The first is finishing and effectiveness up front. Osorio is happy about how his team -- which usually dominates possession -- moves the ball into the final third, but laments the lack the cutting edge once there.
"It's becoming an issue," admitted Osorio. "We've discussed it and mentioned it in previous press conferences."
Osorio went on describe the chances Mexico had to go ahead in the first half and lamented his team's inability to do so, although he and the players were happy with the way the group rallied to eventually take a 3-1 win.
"We're happy to get the three points, happy to remain undefeated in qualifying and not so happy because we could've won the game earlier, but sometimes games can be deceiving," said captain Andres Guardado. "Sometimes you relax without wanting to and you need a shock to react. That's what happened today.
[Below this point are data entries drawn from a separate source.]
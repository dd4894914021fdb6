//! histsplit: split evaluation and node expansion for histogram-based
//! gradient boosted decision trees.
//!
//! The crate covers the hard core of depth-wise tree growth: for a frontier of
//! nodes it scans pre-built gradient histograms to find the best split per
//! node, commits the winners into a tree, and keeps the per-node statistics
//! needed by subsequent rounds. Histogram construction, feature binning and
//! the outer boosting loop are external concerns.
//!
//! See [`training::gbdt`] for the main entry point, [`HistEvaluator`].
//!
//! [`HistEvaluator`]: training::gbdt::HistEvaluator

pub mod testing;
pub mod training;
impl<'a, E: SplitEvaluator + ?Sized> FeatureScan<'a, E> {
    pub fn new(
        evaluator: &'a E,
        cuts: &'a BinCuts,
        min_child_weight: f64,
        node: NodeId,
        parent: NodeStat,
    ) -> Self {
        Self { evaluator, cuts, min_child_weight, node, parent }
    }

    /// Run every pass `kind` needs for `feature` and fold into `best`.
    ///
    /// `hist` is the node's full histogram row. Returns the statistic of the
    /// rows with a non-missing value for the feature.
    pub fn scan_feature(
        &self,
        kind: ScanKind,
        feature: u32,
        hist: &[GradStats],
        best: &mut SplitCandidate,
    ) -> Result<GradStats, SplitError> {
        match kind {
            ScanKind::Numeric => {
                let present = self.enumerate(kind, Direction::Forward, feature, hist, &[], best)?;
                if self.has_missing(present) {
                    self.enumerate(kind, Direction::Backward, feature, hist, &[], best)?;
                }
                Ok(present)
            }
            ScanKind::OneHot => {
                self.enumerate(kind, Direction::Forward, feature, hist, &[], best)?;
                self.enumerate(kind, Direction::Backward, feature, hist, &[], best)
            }
            ScanKind::Partition => {
                let order = self.category_order(&hist[self.cuts.feature_bins(feature)]);
                self.enumerate(kind, Direction::Forward, feature, hist, &order, best)?;
                self.enumerate(kind, Direction::Backward, feature, hist, &order, best)
            }
        }
    }

    /// Whether the node holds rows with a missing value, given the statistic
    /// of the rows with a present value.
    #[inline]
    pub fn has_missing(&self, present: GradStats) -> bool {
        present != self.parent.stats
    }

    /// Local bin indices stably sorted by ascending rank key.
    pub fn category_order(&self, feature_hist: &[GradStats]) -> Vec<usize> {
        let keys: Vec<f64> =
            feature_hist.iter().map(|&s| self.evaluator.category_rank_key(s)).collect();
        let mut order: Vec<usize> = (0..feature_hist.len()).collect();
        order.sort_by(|&a, &b| keys[a].total_cmp(&keys[b]));
        order
    }

    /// Scan one direction of one strategy.
    ///
    /// `order` is only read by partition scans. Returns the statistic of the
    /// rows with a non-missing value for the feature.
    pub fn enumerate(
        &self,
        kind: ScanKind,
        dir: Direction,
        feature: u32,
        hist: &[GradStats],
        order: &[usize],
        best: &mut SplitCandidate,
    ) -> Result<GradStats, SplitError> {
        let bins = self.cuts.feature_bins(feature);
        let f_hist = &hist[bins.clone()];
        let cut_values = &self.cuts.values()[bins];
        let n = f_hist.len();
        let parent = self.parent.stats;

        let present: GradStats = match kind {
            ScanKind::OneHot => f_hist.iter().sum(),
            _ => GradStats::ZERO,
        };
        let missing = parent - present;

        let mut acc = GradStats::ZERO;
        let mut local = SplitCandidate::default();
        let mut best_step = None;

        for step in 0..n {
            let i = match dir {
                Direction::Forward => step,
                Direction::Backward => n - 1 - step,
            };

            let (left, right, default_left, condition) = match (kind, dir) {
                (ScanKind::Numeric, Direction::Forward) => {
                    acc += f_hist[i];
                    (acc, parent - acc, false, SplitCondition::Numeric { threshold: cut_values[i] })
                }
                (ScanKind::Numeric, Direction::Backward) => {
                    acc += f_hist[i];
                    // Split at the lower bound of bin i
                    let threshold = if i == 0 {
                        self.cuts.min_value(feature)
                    } else {
                        cut_values[i - 1]
                    };
                    (parent - acc, acc, true, SplitCondition::Numeric { threshold })
                }
                (ScanKind::OneHot, Direction::Forward) => {
                    let right = f_hist[i];
                    (parent - right, right, true, SplitCondition::OneHot { category: cut_values[i] })
                }
                (ScanKind::OneHot, Direction::Backward) => {
                    let right = f_hist[i] + missing;
                    (parent - right, right, false, SplitCondition::OneHot { category: cut_values[i] })
                }
                (ScanKind::Partition, _) => {
                    acc += f_hist[order[i]];
                    let condition = SplitCondition::Partition { categories: CatBitset::default() };
                    (parent - acc, acc, true, condition)
                }
            };

            if left.hess >= self.min_child_weight && right.hess >= self.min_child_weight {
                let gain = self.evaluator.split_gain(self.node, feature, left, right)
                    - self.parent.root_gain;
                if local.update(gain, feature, condition, default_left, left, right) {
                    best_step = Some(step);
                }
            }
        }

        if let (ScanKind::Partition, Some(step)) = (kind, best_step) {
            let members = match dir {
                Direction::Forward => &order[..=step],
                Direction::Backward => &order[n - 1 - step..],
            };
            local.condition = SplitCondition::Partition {
                categories: self.partition_bitset(feature, cut_values, members)?,
            };
        }
        best.merge(local);

        Ok(match kind {
            ScanKind::OneHot => present,
            _ => acc,
        })
    }

    /// Bitset of the categories at local bin indices `members`.
    fn partition_bitset(
        &self,
        feature: u32,
        cut_values: &[f32],
        members: &[usize],
    ) -> Result<CatBitset, SplitError> {
        let invalid = |value| SplitError::InvalidCategory { node: self.node, feature, value };

        let mut capacity = 0usize;
        for &value in cut_values {
            let cat = as_category(value).ok_or_else(|| invalid(value))?;
            capacity = capacity.max(cat as usize + 1);
        }

        let mut categories = CatBitset::with_capacity(capacity);
        for &j in members {
            let value = cut_values[j];
            let cat = as_category(value).ok_or_else(|| invalid(value))?;
            categories.try_insert(cat).map_err(|_| invalid(value))?;
        }
        Ok(categories)
    }
}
Looking at the positive, it was the reaction of the team."
Osorio mentioned that one or two of Mexico's Europe-based players didn't play particularly well because they aren't getting minutes for club sides. It doesn't take a psychic to work out that the manager was talking about Porto's Diego Reyes and Eintracht Frankfurt's Carlos Salcedo.
The national team coaching staff, however, are putting together a "plan of action" for a group of around 35 players that are being considered for Russia 2018. It will include individualized training programs, especially for those players not featuring regularly for club sides.
Next up for El Tri is the trip to San Pedro Sula to face a Honduras side in need of a result with the final round of matches of the Hexagonal vital for them, the United States and Panama.
Osorio talked about "nullifying" the opposition and it is unlikely to be a pretty game, but there is plenty at stake in what will be Mexico's final truly competitive game before the World Cup kicks off in Russia.
"The World Cup starts now because although we may already be qualified, this serves us as preparation and we hope to play a historic World Cup for Mexico," said Guardado.
Midfielder Hector Herrera may have avoided a question about records ahead of the game, but Mexico can make history on Tuesday. If El Tri wins, it'll set a new record points total for any team in the Hex -- surpassing Costa Rica's 23 points in 2001. Even with a draw, Mexico would become the first side from CONCACAF to remain unbeaten in qualifying since the 1998 World Cup cycle, in which El Tri was undefeated in the Hex.
So while "#FueraOsorio" may still be a thing, so was the general secretary of the Mexican federation, Guillermo Cantu, telling ESPN this week that extending the Colombian's contract beyond next summer is very much on his mind.
With Mexico sitting where it is in qualify and basking in another victory, one of those two scenarios above appears much closer to reality than the other.